Data section Block Start

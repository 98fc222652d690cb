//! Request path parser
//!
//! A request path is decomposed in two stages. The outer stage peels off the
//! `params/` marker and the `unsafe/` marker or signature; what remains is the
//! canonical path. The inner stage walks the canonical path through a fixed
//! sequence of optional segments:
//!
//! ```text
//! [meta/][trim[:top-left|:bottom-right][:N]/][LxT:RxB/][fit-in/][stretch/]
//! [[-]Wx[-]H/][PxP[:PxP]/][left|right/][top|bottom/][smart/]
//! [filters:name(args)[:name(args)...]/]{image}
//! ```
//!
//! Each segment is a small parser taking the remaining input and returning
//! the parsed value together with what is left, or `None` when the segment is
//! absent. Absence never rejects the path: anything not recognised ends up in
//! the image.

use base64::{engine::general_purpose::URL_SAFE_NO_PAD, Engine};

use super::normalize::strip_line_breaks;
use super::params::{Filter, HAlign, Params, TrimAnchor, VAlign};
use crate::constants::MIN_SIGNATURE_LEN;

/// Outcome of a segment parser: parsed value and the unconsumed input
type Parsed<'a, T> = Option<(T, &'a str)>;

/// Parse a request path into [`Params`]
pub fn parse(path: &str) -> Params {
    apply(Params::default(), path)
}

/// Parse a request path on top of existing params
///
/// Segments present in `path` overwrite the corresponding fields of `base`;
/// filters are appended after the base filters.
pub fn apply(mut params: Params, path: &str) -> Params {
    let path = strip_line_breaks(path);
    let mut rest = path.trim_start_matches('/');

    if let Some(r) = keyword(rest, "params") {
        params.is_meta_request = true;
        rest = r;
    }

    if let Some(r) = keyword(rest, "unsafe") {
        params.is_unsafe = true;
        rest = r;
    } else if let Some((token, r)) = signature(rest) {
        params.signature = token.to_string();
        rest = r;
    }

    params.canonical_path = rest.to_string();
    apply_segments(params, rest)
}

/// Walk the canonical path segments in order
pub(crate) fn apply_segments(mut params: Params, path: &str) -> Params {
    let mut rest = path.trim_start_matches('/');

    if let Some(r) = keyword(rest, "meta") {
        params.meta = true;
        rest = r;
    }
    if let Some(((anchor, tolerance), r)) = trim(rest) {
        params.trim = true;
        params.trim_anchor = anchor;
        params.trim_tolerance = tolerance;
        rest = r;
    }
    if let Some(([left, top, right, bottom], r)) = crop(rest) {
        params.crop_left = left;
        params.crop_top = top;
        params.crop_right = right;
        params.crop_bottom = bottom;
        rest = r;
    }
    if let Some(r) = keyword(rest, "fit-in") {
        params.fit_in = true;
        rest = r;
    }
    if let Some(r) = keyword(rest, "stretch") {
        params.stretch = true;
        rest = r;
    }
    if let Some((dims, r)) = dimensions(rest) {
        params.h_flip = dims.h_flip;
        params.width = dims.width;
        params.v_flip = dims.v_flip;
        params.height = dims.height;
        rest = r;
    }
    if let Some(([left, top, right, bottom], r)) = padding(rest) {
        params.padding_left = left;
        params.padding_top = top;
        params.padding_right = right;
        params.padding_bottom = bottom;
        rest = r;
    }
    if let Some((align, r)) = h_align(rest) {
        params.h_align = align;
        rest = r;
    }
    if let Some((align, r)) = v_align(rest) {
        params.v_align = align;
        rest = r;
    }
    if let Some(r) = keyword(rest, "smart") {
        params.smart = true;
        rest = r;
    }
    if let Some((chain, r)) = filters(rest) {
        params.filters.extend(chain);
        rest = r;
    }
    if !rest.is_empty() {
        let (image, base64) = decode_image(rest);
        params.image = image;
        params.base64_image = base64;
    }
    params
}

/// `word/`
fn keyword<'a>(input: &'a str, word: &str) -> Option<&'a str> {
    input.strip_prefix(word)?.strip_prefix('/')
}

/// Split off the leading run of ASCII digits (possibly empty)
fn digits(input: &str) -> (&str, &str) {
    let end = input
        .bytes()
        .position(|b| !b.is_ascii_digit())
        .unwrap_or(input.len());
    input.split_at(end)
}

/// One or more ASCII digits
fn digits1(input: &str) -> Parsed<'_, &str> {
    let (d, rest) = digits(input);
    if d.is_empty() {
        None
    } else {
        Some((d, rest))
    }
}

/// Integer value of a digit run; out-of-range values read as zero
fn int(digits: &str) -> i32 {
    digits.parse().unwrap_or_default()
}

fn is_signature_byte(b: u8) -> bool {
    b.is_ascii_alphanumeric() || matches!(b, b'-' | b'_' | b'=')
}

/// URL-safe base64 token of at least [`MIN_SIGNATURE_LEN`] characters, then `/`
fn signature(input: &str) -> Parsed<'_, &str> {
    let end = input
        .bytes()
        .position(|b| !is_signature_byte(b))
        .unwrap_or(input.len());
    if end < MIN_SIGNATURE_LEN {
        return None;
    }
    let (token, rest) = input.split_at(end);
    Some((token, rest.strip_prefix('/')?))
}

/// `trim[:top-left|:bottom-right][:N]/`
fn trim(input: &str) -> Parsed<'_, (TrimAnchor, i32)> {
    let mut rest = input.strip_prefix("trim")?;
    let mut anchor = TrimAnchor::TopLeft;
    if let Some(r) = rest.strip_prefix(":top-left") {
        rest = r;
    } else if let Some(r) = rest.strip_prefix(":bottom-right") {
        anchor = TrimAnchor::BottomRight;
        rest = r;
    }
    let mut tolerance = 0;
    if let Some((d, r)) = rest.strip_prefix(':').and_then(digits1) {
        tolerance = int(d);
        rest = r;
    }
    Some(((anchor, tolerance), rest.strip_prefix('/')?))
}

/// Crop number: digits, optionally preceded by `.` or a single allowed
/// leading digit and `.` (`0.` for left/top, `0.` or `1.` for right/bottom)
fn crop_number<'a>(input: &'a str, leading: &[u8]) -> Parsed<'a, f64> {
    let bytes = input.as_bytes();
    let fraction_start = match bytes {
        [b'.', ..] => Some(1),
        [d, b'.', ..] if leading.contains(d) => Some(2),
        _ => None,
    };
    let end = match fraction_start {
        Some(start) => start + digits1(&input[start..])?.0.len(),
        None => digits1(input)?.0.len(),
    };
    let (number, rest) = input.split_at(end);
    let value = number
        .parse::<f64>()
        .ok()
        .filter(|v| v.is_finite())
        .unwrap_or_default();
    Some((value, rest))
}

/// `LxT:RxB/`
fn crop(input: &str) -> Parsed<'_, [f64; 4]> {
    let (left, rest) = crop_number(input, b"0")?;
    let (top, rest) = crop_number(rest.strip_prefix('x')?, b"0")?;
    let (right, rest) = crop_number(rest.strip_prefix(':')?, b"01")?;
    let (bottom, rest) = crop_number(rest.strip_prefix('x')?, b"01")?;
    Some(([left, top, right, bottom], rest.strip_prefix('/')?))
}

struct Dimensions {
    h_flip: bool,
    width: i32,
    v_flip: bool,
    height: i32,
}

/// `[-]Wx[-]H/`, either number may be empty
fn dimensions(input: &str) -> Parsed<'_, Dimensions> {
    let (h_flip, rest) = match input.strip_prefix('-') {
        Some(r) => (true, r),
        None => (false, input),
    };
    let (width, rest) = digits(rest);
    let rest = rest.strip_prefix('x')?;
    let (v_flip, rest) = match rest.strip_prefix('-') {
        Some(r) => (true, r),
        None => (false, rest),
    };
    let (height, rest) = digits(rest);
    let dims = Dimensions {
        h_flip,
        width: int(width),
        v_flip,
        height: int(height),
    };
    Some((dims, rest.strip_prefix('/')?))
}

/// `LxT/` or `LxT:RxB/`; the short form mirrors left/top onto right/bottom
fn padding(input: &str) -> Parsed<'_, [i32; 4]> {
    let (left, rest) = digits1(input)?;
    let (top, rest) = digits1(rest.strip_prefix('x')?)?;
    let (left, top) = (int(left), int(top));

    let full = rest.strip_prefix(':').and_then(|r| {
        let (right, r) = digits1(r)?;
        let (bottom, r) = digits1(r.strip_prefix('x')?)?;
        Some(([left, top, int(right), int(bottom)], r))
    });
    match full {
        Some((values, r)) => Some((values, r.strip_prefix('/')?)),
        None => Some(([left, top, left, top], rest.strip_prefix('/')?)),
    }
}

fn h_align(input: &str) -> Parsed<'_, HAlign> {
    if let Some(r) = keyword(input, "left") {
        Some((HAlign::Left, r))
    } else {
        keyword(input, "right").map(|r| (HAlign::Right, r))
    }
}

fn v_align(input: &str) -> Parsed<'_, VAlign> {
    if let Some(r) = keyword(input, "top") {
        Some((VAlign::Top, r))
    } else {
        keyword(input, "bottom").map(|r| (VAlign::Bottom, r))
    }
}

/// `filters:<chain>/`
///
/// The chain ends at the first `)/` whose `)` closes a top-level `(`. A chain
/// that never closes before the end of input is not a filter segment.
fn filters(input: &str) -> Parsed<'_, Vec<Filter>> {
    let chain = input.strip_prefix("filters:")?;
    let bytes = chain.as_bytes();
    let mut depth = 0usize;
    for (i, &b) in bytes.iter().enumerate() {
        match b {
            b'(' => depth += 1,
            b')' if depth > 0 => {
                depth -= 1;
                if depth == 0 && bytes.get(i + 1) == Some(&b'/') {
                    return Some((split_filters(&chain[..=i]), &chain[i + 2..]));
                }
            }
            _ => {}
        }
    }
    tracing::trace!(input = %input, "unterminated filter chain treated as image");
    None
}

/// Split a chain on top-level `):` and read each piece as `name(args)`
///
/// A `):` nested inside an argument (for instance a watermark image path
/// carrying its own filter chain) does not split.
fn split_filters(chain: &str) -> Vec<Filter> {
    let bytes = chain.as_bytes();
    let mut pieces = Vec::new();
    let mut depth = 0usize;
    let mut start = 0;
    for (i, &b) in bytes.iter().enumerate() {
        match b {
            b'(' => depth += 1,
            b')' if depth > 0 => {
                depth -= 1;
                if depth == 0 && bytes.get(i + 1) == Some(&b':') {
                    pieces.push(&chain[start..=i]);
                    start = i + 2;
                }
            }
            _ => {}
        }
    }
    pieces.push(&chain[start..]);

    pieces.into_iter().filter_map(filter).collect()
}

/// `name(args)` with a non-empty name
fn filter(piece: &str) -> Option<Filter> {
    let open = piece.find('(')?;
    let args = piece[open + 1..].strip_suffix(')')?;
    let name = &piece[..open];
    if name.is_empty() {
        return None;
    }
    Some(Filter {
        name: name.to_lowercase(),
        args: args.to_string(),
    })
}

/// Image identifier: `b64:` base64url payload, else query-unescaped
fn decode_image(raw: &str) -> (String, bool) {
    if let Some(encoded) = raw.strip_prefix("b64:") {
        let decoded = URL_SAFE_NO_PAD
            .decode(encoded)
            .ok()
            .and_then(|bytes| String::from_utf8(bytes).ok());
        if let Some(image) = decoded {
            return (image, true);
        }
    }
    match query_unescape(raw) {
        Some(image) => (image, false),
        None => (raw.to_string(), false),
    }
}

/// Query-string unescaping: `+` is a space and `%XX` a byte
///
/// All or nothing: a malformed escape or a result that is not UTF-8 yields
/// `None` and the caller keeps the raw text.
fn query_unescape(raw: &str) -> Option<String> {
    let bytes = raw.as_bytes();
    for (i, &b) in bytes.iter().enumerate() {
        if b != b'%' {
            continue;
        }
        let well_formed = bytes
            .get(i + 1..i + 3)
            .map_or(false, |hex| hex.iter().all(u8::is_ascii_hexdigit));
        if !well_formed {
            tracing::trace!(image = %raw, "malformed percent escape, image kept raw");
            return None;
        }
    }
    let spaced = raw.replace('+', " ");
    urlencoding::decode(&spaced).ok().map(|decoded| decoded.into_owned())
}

Data section Block End

| Exercise brief |
Reply with the lines from the first line of the entries through the line that contains "pub fn apply(mut", repeated exactly with both ends kept, and with nothing else.

| Written solution |
repository 98fc222652d690cb
//! Request path parser
//!
//! A request path is decomposed in two stages. The outer stage peels off the
//! `params/` marker and the `unsafe/` marker or signature; what remains is the
//! canonical path. The inner stage walks the canonical path through a fixed
//! sequence of optional segments:
//!
//! ```text
//! [meta/][trim[:top-left|:bottom-right][:N]/][LxT:RxB/][fit-in/][stretch/]
//! [[-]Wx[-]H/][PxP[:PxP]/][left|right/][top|bottom/][smart/]
//! [filters:name(args)[:name(args)...]/]{image}
//! ```
//!
//! Each segment is a small parser taking the remaining input and returning
//! the parsed value together with what is left, or `None` when the segment is
//! absent. Absence never rejects the path: anything not recognised ends up in
//! the image.

use base64::{engine::general_purpose::URL_SAFE_NO_PAD, Engine};

use super::normalize::strip_line_breaks;
use super::params::{Filter, HAlign, Params, TrimAnchor, VAlign};
use crate::constants::MIN_SIGNATURE_LEN;

/// Outcome of a segment parser: parsed value and the unconsumed input
type Parsed<'a, T> = Option<(T, &'a str)>;

/// Parse a request path into [`Params`]
pub fn parse(path: &str) -> Params {
    apply(Params::default(), path)
}

/// Parse a request path on top of existing params
///
/// Segments present in `path` overwrite the corresponding fields of `base`;
/// filters are appended after the base filters.
pub fn apply(mut params: Params, path: &str) -> Params {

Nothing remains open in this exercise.